--- DATA EXTRACTS Enclosed Below ---

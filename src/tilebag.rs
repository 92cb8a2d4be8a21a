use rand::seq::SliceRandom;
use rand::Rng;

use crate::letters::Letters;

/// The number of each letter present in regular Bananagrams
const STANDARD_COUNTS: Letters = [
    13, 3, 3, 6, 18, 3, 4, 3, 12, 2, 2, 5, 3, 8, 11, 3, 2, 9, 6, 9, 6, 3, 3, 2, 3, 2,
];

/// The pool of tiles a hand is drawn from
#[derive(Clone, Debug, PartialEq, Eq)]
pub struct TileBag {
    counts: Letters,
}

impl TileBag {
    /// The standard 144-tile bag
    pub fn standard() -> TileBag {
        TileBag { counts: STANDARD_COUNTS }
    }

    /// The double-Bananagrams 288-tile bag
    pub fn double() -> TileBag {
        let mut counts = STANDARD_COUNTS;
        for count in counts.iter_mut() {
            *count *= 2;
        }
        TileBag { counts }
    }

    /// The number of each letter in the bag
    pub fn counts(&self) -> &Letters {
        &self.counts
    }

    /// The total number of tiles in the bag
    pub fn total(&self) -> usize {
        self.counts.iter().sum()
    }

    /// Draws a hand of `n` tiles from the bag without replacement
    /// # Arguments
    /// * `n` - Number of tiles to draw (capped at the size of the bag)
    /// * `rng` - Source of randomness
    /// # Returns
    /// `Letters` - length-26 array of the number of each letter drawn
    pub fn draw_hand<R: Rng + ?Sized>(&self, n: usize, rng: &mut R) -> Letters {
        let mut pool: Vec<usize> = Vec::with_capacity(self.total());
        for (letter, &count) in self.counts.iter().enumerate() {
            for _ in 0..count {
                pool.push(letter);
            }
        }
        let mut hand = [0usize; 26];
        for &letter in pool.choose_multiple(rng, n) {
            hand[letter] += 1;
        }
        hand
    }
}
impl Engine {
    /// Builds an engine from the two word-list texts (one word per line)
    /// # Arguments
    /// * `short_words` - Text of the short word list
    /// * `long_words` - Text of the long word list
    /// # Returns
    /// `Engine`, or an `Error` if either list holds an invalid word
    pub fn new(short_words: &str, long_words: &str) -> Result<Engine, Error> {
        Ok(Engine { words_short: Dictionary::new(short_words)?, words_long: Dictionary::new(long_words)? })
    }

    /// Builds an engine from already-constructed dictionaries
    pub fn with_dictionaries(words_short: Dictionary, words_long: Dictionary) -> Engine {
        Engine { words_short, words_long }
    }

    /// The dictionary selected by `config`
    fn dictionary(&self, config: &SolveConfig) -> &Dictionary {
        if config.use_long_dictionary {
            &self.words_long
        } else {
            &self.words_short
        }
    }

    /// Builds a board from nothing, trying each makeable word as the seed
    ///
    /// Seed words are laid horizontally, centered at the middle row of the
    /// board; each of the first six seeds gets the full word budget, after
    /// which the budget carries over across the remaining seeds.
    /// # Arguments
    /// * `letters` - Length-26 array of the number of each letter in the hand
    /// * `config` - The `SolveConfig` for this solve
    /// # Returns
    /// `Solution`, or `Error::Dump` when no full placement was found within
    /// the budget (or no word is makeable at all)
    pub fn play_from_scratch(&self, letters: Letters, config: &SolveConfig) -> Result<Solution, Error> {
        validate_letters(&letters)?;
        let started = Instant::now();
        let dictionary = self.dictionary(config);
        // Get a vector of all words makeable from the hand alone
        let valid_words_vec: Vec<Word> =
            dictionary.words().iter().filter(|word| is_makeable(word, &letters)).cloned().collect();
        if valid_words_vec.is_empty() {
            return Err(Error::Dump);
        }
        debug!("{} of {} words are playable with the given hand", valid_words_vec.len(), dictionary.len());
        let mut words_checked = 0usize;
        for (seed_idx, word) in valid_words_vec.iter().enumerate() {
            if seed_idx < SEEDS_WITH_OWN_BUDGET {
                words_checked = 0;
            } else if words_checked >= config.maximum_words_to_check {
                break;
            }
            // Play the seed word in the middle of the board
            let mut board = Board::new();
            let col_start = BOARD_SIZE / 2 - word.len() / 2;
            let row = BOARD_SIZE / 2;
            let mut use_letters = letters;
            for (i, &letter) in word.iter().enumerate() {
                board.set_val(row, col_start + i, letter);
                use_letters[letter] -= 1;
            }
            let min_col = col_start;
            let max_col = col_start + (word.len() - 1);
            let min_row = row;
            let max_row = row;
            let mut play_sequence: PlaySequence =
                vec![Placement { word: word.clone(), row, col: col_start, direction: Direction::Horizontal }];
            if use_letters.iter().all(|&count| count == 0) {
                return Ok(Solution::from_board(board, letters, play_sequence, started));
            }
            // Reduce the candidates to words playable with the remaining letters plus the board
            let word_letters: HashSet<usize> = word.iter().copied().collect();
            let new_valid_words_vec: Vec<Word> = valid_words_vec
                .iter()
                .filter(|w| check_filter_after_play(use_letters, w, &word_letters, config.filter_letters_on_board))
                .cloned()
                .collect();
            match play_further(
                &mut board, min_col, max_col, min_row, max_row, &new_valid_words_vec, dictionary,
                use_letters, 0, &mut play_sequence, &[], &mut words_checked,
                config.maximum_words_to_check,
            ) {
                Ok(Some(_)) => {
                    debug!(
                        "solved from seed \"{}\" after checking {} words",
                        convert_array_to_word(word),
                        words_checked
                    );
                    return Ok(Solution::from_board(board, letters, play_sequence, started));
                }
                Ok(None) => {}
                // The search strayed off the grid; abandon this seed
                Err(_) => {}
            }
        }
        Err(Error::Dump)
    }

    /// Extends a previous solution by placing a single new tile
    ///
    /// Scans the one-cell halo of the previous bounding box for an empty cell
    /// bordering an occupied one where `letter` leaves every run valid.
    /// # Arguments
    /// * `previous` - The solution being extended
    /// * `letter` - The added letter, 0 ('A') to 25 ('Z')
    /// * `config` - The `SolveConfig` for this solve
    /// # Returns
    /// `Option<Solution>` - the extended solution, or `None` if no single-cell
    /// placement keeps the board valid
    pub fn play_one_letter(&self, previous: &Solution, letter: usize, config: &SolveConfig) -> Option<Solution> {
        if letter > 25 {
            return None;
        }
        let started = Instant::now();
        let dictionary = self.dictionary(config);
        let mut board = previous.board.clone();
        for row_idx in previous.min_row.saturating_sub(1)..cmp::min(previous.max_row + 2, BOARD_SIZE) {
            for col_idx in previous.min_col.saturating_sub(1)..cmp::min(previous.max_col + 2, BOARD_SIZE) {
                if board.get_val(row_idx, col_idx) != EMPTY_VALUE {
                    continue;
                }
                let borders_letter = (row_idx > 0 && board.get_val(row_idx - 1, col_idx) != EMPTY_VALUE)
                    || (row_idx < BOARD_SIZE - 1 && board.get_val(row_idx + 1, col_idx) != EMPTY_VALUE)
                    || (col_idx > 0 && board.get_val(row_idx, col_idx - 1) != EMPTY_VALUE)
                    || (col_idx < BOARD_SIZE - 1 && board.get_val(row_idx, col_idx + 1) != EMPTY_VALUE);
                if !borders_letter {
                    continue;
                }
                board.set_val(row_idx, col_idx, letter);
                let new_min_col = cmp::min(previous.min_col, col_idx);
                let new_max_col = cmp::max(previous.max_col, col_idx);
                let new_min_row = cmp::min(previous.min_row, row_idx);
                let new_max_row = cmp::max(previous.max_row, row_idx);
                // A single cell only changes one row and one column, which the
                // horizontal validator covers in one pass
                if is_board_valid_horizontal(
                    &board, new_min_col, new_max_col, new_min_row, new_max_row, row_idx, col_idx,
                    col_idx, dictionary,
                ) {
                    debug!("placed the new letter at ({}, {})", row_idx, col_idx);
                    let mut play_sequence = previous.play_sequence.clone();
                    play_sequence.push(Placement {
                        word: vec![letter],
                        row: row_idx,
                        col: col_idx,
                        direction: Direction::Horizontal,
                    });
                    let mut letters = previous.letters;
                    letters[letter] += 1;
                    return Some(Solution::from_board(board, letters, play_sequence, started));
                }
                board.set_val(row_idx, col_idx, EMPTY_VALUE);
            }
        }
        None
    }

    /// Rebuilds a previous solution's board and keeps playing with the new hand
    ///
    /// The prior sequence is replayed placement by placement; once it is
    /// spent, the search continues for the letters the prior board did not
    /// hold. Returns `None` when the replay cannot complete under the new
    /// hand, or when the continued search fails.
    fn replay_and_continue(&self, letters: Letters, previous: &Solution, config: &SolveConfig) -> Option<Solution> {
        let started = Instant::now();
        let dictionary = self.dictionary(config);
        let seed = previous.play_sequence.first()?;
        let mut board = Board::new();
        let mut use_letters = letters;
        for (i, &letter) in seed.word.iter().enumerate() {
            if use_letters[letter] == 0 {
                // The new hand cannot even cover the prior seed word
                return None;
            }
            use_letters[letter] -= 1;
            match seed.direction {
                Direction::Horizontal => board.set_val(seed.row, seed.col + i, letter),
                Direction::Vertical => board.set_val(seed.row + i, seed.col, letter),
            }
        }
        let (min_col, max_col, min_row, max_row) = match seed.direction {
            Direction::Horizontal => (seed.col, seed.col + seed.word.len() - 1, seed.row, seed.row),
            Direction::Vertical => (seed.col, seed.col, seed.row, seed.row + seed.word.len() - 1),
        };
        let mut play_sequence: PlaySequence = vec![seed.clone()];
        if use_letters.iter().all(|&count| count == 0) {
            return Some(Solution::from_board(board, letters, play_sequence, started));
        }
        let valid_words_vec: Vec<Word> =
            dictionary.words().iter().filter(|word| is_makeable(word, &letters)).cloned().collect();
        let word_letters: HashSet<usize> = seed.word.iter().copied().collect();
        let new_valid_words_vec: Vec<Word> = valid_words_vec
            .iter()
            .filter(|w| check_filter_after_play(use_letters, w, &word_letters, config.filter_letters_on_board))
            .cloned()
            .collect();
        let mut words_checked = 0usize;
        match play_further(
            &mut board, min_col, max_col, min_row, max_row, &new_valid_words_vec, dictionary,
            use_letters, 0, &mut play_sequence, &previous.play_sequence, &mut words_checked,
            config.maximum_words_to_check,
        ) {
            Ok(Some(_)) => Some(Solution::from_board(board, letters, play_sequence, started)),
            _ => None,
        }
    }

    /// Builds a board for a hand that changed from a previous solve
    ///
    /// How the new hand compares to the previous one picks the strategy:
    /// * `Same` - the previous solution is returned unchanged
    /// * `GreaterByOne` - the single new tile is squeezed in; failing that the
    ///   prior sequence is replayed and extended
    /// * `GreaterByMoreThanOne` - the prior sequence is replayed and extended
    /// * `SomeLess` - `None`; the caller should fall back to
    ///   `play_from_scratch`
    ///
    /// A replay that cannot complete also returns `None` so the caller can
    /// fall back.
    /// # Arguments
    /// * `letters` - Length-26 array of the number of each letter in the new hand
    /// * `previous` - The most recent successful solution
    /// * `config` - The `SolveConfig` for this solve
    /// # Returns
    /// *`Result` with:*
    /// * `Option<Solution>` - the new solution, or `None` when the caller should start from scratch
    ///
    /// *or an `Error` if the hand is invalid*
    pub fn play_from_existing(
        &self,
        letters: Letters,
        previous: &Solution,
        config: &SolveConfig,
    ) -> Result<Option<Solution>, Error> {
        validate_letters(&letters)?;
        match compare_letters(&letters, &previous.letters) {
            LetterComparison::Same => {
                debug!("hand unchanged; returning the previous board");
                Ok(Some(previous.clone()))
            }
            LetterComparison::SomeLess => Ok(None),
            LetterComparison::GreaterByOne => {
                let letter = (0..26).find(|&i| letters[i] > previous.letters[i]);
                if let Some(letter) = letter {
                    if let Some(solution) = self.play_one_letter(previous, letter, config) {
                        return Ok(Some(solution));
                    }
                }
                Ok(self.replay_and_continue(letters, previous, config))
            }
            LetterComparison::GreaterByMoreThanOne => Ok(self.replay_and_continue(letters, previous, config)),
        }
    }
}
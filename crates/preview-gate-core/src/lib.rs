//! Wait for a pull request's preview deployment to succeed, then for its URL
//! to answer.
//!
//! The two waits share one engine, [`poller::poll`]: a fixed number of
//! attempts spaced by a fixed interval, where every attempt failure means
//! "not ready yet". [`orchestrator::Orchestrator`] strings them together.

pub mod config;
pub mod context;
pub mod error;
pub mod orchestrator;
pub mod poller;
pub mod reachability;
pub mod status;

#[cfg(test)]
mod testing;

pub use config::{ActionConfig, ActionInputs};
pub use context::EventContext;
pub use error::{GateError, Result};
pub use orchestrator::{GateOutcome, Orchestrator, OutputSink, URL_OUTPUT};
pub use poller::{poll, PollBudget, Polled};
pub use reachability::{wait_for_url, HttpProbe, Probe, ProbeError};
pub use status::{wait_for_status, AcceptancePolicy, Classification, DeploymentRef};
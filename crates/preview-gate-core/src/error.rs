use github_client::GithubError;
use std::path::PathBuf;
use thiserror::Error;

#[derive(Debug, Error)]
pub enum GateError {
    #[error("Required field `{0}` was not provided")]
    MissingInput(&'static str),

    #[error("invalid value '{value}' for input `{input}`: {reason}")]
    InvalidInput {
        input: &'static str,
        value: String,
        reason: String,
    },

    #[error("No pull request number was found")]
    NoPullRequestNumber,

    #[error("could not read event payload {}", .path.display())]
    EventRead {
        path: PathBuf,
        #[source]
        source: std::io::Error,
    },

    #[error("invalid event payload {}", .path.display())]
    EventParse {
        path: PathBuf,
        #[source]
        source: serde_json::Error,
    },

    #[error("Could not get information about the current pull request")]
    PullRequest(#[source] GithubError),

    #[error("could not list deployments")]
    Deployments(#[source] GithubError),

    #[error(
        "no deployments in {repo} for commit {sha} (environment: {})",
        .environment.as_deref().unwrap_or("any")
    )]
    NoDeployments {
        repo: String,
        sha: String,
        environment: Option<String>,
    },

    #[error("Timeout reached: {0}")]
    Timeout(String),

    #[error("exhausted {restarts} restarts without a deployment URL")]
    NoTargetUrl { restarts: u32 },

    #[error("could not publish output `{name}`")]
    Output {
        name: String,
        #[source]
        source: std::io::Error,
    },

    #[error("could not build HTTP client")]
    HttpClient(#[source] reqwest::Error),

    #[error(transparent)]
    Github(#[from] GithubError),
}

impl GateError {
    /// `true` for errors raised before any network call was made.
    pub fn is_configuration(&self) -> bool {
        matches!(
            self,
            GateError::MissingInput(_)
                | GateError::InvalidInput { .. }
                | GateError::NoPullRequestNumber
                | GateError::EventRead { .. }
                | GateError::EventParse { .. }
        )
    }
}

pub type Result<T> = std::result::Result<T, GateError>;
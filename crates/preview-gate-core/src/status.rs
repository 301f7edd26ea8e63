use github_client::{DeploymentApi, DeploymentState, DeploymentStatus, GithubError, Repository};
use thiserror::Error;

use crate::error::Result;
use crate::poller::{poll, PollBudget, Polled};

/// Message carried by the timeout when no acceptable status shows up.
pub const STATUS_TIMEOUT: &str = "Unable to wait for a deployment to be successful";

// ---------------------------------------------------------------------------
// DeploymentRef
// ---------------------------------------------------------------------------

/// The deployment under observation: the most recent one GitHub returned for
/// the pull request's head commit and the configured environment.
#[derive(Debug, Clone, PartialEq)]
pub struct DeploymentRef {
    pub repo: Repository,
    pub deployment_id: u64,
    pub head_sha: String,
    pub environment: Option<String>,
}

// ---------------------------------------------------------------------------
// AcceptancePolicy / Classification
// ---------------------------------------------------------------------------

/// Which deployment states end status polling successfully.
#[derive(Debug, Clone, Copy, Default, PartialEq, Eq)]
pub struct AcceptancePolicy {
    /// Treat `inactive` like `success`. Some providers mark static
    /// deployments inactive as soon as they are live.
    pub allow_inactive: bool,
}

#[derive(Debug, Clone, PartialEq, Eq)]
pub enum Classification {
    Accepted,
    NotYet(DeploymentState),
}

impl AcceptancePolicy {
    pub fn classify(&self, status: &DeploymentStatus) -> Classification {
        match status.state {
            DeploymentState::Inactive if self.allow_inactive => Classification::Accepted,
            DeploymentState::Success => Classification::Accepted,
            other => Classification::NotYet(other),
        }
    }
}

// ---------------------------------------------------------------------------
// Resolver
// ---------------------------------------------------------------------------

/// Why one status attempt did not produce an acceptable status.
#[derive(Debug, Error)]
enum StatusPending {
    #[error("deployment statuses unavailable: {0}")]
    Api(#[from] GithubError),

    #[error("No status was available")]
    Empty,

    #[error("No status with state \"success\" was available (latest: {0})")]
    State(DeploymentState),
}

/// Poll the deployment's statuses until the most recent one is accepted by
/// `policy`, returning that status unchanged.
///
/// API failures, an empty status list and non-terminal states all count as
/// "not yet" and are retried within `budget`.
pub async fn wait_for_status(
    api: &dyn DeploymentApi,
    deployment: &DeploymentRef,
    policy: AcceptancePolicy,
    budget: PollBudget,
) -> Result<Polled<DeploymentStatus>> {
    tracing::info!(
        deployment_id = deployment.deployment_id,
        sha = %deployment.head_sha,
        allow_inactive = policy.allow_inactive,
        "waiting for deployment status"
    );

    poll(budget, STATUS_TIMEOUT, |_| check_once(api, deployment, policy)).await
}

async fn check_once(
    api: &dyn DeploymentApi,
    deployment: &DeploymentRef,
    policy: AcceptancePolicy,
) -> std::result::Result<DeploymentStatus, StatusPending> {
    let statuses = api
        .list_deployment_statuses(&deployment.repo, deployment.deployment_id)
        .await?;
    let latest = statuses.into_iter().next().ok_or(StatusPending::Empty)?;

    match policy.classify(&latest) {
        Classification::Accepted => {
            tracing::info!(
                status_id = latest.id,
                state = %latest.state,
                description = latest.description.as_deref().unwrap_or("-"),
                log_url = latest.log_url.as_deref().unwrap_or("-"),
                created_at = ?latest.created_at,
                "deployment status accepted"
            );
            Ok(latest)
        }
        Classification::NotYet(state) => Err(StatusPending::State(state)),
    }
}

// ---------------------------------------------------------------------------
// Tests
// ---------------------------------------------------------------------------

--- End of Enclosed DATA EXTRACTS ---

Your answer is a single number: how many lines in the listing above hold "PollBudget"?

3